ProTouchGrounds;719816 said:


> ive always said that traction is the limiting factor in the equation, and it always will be, but when it comes down to it, a diesel will push a heavy pile of snow much easier than a gasser will. ive experienced this first hand driving each of our trucks. our ford will push a pile with alot less throttle needed than will our other two. but the torque also makes you spin your tires much easier, thats why im always in 4x4.


Exactly!!!


----------



## 2FAST4U (Jun 30, 2007)

Brant'sLawnCare;719767 said:


> Nice stuff there! Did you use up all that ice melt yet?


All Most here's some pics of our last storm


----------



## 2FAST4U (Jun 30, 2007)

Here's a pic of one of the comm lots I do and the best part was by the time we were done with the whole complex 62 acres the snow was starting to melt guess there was a little salt left down there.

the rest are of the spray bar we built and yes liquid does work. the pics are of liquid CAL

The 210 gal. tank
Spray Bar the PVC still had to be fasten into the aluminum bar and receiver
Our in-line filter
Sprayed the valet ramp work'n with in five minutes


----------



## 2FAST4U (Jun 30, 2007)

Some more

First one is the untreated road
Second is the liquid at work


----------



## 2FAST4U (Jun 30, 2007)

Well were back for another season!! Hope to get some pics up here soon there calling for snow the next few days


----------



## GMCHD plower (Nov 27, 2009)

Any pic's? Also how do you salt your lots?


----------



## 2FAST4U (Jun 30, 2007)

Do all the resis's with a 100# push spreader and another member on here that subs for me salts the lots with his truck


----------



## GMCHD plower (Nov 27, 2009)

Any updates? Or new pic's?


----------



## DugHD (Nov 1, 2005)

I'm definetly having a weak moment here, as I have never in my life liked a Ford. But that is one nice looking truck you have there. Nice pics. Red rules


----------



## 2FAST4U (Jun 30, 2007)

Thanks and I'll try to get some more pics up. not alot of snow so maybe I'll find sometime:laughing::laughing:


----------



## 2FAST4U (Jun 30, 2007)

*Winter 2010/2011*

Well after a long time we have some new pix so here ya all go!!!!!


----------



## 2FAST4U (Jun 30, 2007)

More!!!!!

And before you pick the last to apart yes I did go back and clean up those two tails and the sidewalk crew was just getting there to do the front walk as I was pulling out.


----------



## deere615 (Jun 1, 2007)

2FAST4U;1234386 said:


> More!!!!!
> 
> And before you pick the last to apart yes I did go back and clean up those two tails and the sidewalk crew was just getting there to do the front walk as I was pulling out.
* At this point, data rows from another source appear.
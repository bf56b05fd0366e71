mod common;

use actix_web::{App, test, web};
use hwmux::frame::{CONTROLLER_CHANNELS, encode_controller_frame};
use hwmux::routes::AppState;
use serde_json::Value;

use common::mock_dispatcher;

macro_rules! init_app {
    ($state:expr) => {
        test::init_service(
            App::new()
                .app_data(web::Data::new($state.clone()))
                .service($state.api_scope("/api/v1")),
        )
        .await
    };
}

#[actix_rt::test]
async fn list_resources_returns_all() {
    let (dispatcher, _backend) = mock_dispatcher();
    let state = AppState { dispatcher };
    let app = init_app!(state);

    let req = test::TestRequest::get().uri("/api/v1/resources").to_request();
    let response: Vec<Value> = test::call_and_read_body_json(&app, req).await;
    assert_eq!(response.len(), 9);

    let led = &response[0];
    assert_eq!(led["resource"]["pin"], 1);
    assert_eq!(led["name"], "LED 1");
    assert_eq!(led["active"], false);
    assert_eq!(led["degraded"], false);
    assert!(response.iter().any(|r| r["resource"]["serial"] == "remote"));
    assert!(response.iter().any(|r| r["resource"]["pwm"] == "servo"));
}

#[actix_rt::test]
async fn pin_not_found_returns_404() {
    let (dispatcher, _backend) = mock_dispatcher();
    let state = AppState { dispatcher };
    let app = init_app!(state);

    let req = test::TestRequest::get()
        .uri("/api/v1/gpio/999/value")
        .to_request();
    let resp = test::call_service(&app, req).await;
    assert_eq!(resp.status(), 404);

    let req = test::TestRequest::get()
        .uri("/api/v1/serial/nope/state")
        .to_request();
    let resp = test::call_service(&app, req).await;
    assert_eq!(resp.status(), 404);
}

#[actix_rt::test]
async fn wrong_method_returns_405() {
    let (dispatcher, _backend) = mock_dispatcher();
    let state = AppState { dispatcher };
    let app = init_app!(state);

    let req = test::TestRequest::post()
        .uri("/api/v1/gpio/1/state")
        .to_request();
    let resp = test::call_service(&app, req).await;
    assert_eq!(resp.status(), 405);

    let req = test::TestRequest::delete()
        .uri("/api/v1/serial/uart0/data")
        .to_request();
    let resp = test::call_service(&app, req).await;
    assert_eq!(resp.status(), 405);

    let req = test::TestRequest::get()
        .uri("/api/v1/pwm/servo/angle")
        .to_request();
    let resp = test::call_service(&app, req).await;
    assert_eq!(resp.status(), 405);
}

#[actix_rt::test]
async fn set_state_and_value_happy_path() {
    let (dispatcher, backend) = mock_dispatcher();
    let state = AppState { dispatcher };
    let app = init_app!(state);

    let req = test::TestRequest::post()
        .uri("/api/v1/gpio/1/settings")
        .set_payload(r#"{"state":"push-pull"}"#)
        .to_request();
    let settings: Value = test::call_and_read_body_json(&app, req).await;
    assert_eq!(settings["state"], "push-pull");

    let req = test::TestRequest::post()
        .uri("/api/v1/gpio/1/value")
        .set_payload("1")
        .to_request();
    let resp = test::call_service(&app, req).await;
    assert!(resp.status().is_success());
    assert_eq!(backend.pin_value(1), Some(1));

    let req = test::TestRequest::get()
        .uri("/api/v1/gpio/1/value")
        .to_request();
    let outcome: Value = test::call_and_read_body_json(&app, req).await;
    assert_eq!(outcome["value"]["digital"], 1);

    let req = test::TestRequest::get()
        .uri("/api/v1/gpio/1/state")
        .to_request();
    let cached: Value = test::call_and_read_body_json(&app, req).await;
    assert_eq!(cached["value"]["digital"], 1);
    assert_eq!(cached["settling"], false);
}

#[actix_rt::test]
async fn reject_value_when_not_output() {
    let (dispatcher, _backend) = mock_dispatcher();
    let state = AppState { dispatcher };
    let app = init_app!(state);

    let req = test::TestRequest::post()
        .uri("/api/v1/gpio/2/value")
        .set_payload("1")
        .to_request();
    let resp = test::call_service(&app, req).await;
    assert_eq!(resp.status(), 400);

    let req = test::TestRequest::post()
        .uri("/api/v1/gpio/1/value")
        .set_payload("7")
        .to_request();
    let resp = test::call_service(&app, req).await;
    assert_eq!(resp.status(), 400);
}

#[actix_rt::test]
async fn reject_unsupported_state() {
    let (dispatcher, _backend) = mock_dispatcher();
    let state = AppState { dispatcher };
    let app = init_app!(state);

    let req = test::TestRequest::post()
        .uri("/api/v1/gpio/1/settings")
        .set_payload(r#"{"state":"pull-up"}"#)
        .to_request();
    let resp = test::call_service(&app, req).await;
    assert_eq!(resp.status(), 400);

    let body: Value = test::read_body_json(resp).await;
    assert!(
        body["error"]
            .as_str()
            .is_some_and(|e| e.contains("State not supported by pin 1"))
    );
}

#[actix_rt::test]
async fn input_read_is_recorded_as_event() {
    let (dispatcher, backend) = mock_dispatcher();
    let state = AppState { dispatcher };
    let app = init_app!(state);

    let req = test::TestRequest::post()
        .uri("/api/v1/gpio/2/settings")
        .set_payload(r#"{"state":"pull-up"}"#)
        .to_request();
    let resp = test::call_service(&app, req).await;
    assert!(resp.status().is_success());

    backend.set_input(2, 1);
    let req = test::TestRequest::get()
        .uri("/api/v1/gpio/2/value")
        .to_request();
    let resp = test::call_service(&app, req).await;
    assert!(resp.status().is_success());

    let req = test::TestRequest::get()
        .uri("/api/v1/gpio/2/events")
        .to_request();
    let events: Vec<Value> = test::call_and_read_body_json(&app, req).await;
    assert_eq!(events.len(), 1);
    assert_eq!(events[0]["kind"], "changed");
    assert_eq!(events[0]["value"]["digital"], 1);

    let req = test::TestRequest::get()
        .uri("/api/v1/gpio/2/event")
        .to_request();
    let last: Value = test::call_and_read_body_json(&app, req).await;
    assert_eq!(last["resource"]["pin"], 2);
}

#[actix_rt::test]
async fn serial_write_and_frame_read() {
    let (dispatcher, backend) = mock_dispatcher();
    let state = AppState { dispatcher };
    let app = init_app!(state);

    let req = test::TestRequest::post()
        .uri("/api/v1/serial/uart0/data")
        .set_payload("hello")
        .to_request();
    let resp = test::call_service(&app, req).await;
    assert!(resp.status().is_success());
    assert_eq!(backend.serial_output("uart0"), b"hello");

    let mut channels = [1500u16; CONTROLLER_CHANNELS];
    channels[0] = 1000;
    backend.push_serial_input("remote", &encode_controller_frame(&channels));

    let req = test::TestRequest::get()
        .uri("/api/v1/serial/remote/frame")
        .to_request();
    let outcome: Value = test::call_and_read_body_json(&app, req).await;
    let decoded = outcome["value"]["channels"]
        .as_array()
        .expect("channel list");
    assert_eq!(decoded.len(), CONTROLLER_CHANNELS);
    assert_eq!(decoded[0], 1000);
    assert_eq!(decoded[13], 1500);

    // Raw serials have no frame decoder.
    let req = test::TestRequest::get()
        .uri("/api/v1/serial/uart0/frame")
        .to_request();
    let resp = test::call_service(&app, req).await;
    assert_eq!(resp.status(), 400);
}

#[actix_rt::test]
async fn serial_read_length_is_bounded() {
    let (dispatcher, backend) = mock_dispatcher();
    let state = AppState { dispatcher };
    let app = init_app!(state);

    let req = test::TestRequest::get()
        .uri("/api/v1/serial/uart0/data?max_len=18446744073709551615")
        .to_request();
    let resp = test::call_service(&app, req).await;
    assert_eq!(resp.status(), 400);

    // Without max_len the configured bound is used.
    backend.push_serial_input("uart0", b"hello");
    let req = test::TestRequest::get()
        .uri("/api/v1/serial/uart0/data")
        .to_request();
    let outcome: Value = test::call_and_read_body_json(&app, req).await;
    assert_eq!(outcome["value"]["bytes"].as_array().map(Vec::len), Some(5));
    assert_eq!(backend.calls()[1].call, "read 4096");
}

#[actix_rt::test]
async fn pwm_settings_duty_and_angle() {
    let (dispatcher, backend) = mock_dispatcher();
    let state = AppState { dispatcher };
    let app = init_app!(state);

    let req = test::TestRequest::post()
        .uri("/api/v1/pwm/servo/settings")
        .set_payload(r#"{"frequency_hz":50,"enabled":true}"#)
        .to_request();
    let settings: Value = test::call_and_read_body_json(&app, req).await;
    assert_eq!(settings["frequency_hz"], 50);
    assert_eq!(settings["enabled"], true);

    let req = test::TestRequest::post()
        .uri("/api/v1/pwm/servo/angle")
        .set_payload("0")
        .to_request();
    let resp = test::call_service(&app, req).await;
    assert!(resp.status().is_success());
    assert_eq!(backend.pwm_duty("servo"), Some(0.05));

    let req = test::TestRequest::post()
        .uri("/api/v1/pwm/servo/duty")
        .set_payload("0.25")
        .to_request();
    let resp = test::call_service(&app, req).await;
    assert!(resp.status().is_success());

    let req = test::TestRequest::get()
        .uri("/api/v1/pwm/servo/duty")
        .to_request();
    let outcome: Value = test::call_and_read_body_json(&app, req).await;
    assert_eq!(outcome["value"]["analog"], 0.25);

    for (uri, payload) in [
        ("/api/v1/pwm/servo/duty", "fast"),
        ("/api/v1/pwm/servo/duty", "2"),
        ("/api/v1/pwm/servo/angle", "270"),
        ("/api/v1/pwm/fan/angle", "10"),
    ] {
        let req = test::TestRequest::post()
            .uri(uri)
            .set_payload(payload)
            .to_request();
        let resp = test::call_service(&app, req).await;
        assert_eq!(resp.status(), 400, "{uri} {payload}");
    }

    let req = test::TestRequest::get()
        .uri("/api/v1/pwm/nope/duty")
        .to_request();
    let resp = test::call_service(&app, req).await;
    assert_eq!(resp.status(), 404);
}

#[actix_rt::test]
async fn serial_settings_change_baud_rate() {
    let (dispatcher, backend) = mock_dispatcher();
    let state = AppState { dispatcher };
    let app = init_app!(state);

    let req = test::TestRequest::post()
        .uri("/api/v1/serial/uart0/settings")
        .set_payload(r#"{"baud_rate":9600}"#)
        .to_request();
    let settings: Value = test::call_and_read_body_json(&app, req).await;
    assert_eq!(settings["baud_rate"], 9600);
    assert_eq!(backend.serial_baud_rate("uart0"), Some(9600));
}

#[actix_rt::test]
async fn requests_after_shutdown_return_503() {
    let (dispatcher, _backend) = mock_dispatcher();
    let state = AppState {
        dispatcher: dispatcher.clone(),
    };
    let app = init_app!(state);

    dispatcher.shutdown();

    let req = test::TestRequest::get()
        .uri("/api/v1/gpio/1/value")
        .to_request();
    let resp = test::call_service(&app, req).await;
    assert_eq!(resp.status(), 503);
}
first pic, your truck looks a little "excited" lol No but nice pictures, v plow must be nice for cleaning out the drive throughs


----------



## 01PStroker (Jan 17, 2010)

I bet u love those wings on the v-plow i just put some on my v-plow and it is like a brand new plow less trailes. love those wings


----------



## 2FAST4U (Jun 30, 2007)

Yes the wings are awsome!!!!! Fully V'ed I can just make it through the drive ups at the banks and no run offs on there islands. Best looking banks (2) in townpayup


----------



## Petr51488 (Jan 31, 2005)

Did you buy those plow dollies from northern tool? i bought a set, the heavier pair, and they pretty much collapsed.


----------



## Jelinek61 (Mar 16, 2009)

Really nice truck man, do you still run the salt brine or just rock salt?


----------



## 2FAST4U (Jun 30, 2007)

The dollies came from a local store and yes were just running salt.


----------



## 2FAST4U (Jun 30, 2007)

Trying to figure out how to upload some new pictures from my phone for everyone.


----------



## DieselSlug (Nov 30, 2009)

Nice Pics!


----------